Although the DfE is making ever greater demands for information about school finances, the new regime is intended to largely leave academies alone to run themselves.
It is not quite a market, but it is intended to be a system where schools jostle and compete.
Labour has argued that this structure, which leaves a Whitehall ministry as the supervisor of thousands of schools, is ineffective; it leaves too much room for schools to go wrong.
There are other examples when the DfE might have stepped in, but opted not to.
The London borough of Islington, for example, campaigned for some years for the DfE to intervene at the City of London Academy because of its weak academic achievement.
Happily, the school is now in much better shape, but experienced local officials there - it is a borough with a well-run education division - felt that the DfE was harder on local authority schools than academies.
'Security concerns'
Theresa May hinted at agreement with Labour: "Why did nobody act" on accounts of extremism in Birmingham, she asked.
Certainly, the case of Park View is awkward. The DfE appeared to think something was amiss.
Last year, it blocked the institution from opening a free school, citing - among other things - "security" concerns about one of the school's governors.
However, there was no intervention at the school itself.
Furthermore, in June 2012, Park View School was approved by the DfE to take over another school - Nansen, a process that was completed in October 2012.
In June 2013, it was approved to take over Golden Hillock. It was in negotiations to take over Al Furqaan, a local primary.
The fate of Park View also raises questions about the inspection regime.
No smoking gun
There are specific local questions, but staying at the macro level, how can a school given the highest possible score in 2012 go into special measures in 2014?
Does that imply something is wrong in the inspectorate? Well, no. Not on its own.
Ofsted has been criticised, but a changing grade is - of itself - no smoking gun.
An inspection is a snapshot, and schools change - although a change of this scale is rather unusual.
There were 2,528 schools in the (incomplete) Ofsted database whose last-but-one inspection was outstanding.

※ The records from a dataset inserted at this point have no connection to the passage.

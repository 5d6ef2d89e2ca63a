use std::sync::Arc;

use crate::config::Config;
use crate::notification::dispatcher::Notifier;
use crate::utils::Pool;

/// Shared handles every handler can reach through `State`.
#[derive(Clone)]
pub struct AppState {
    pub pool: Pool,
    pub config: Arc<Config>,
    pub stripe: Option<stripe::Client>,
    pub notifier: Notifier,
}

Of these, just 34 were "unsatisfactory" at the next inspection.
The more interesting question is this: Ofsted thinks there are previously outstanding schools now badly run enough to require special measures. Were it not for the Trojan Horse saga, how fast would it have noticed?
That is part of a bigger political question that affects every pupil: how much freedom do we want to give schools to innovate, and how much supervision do they need?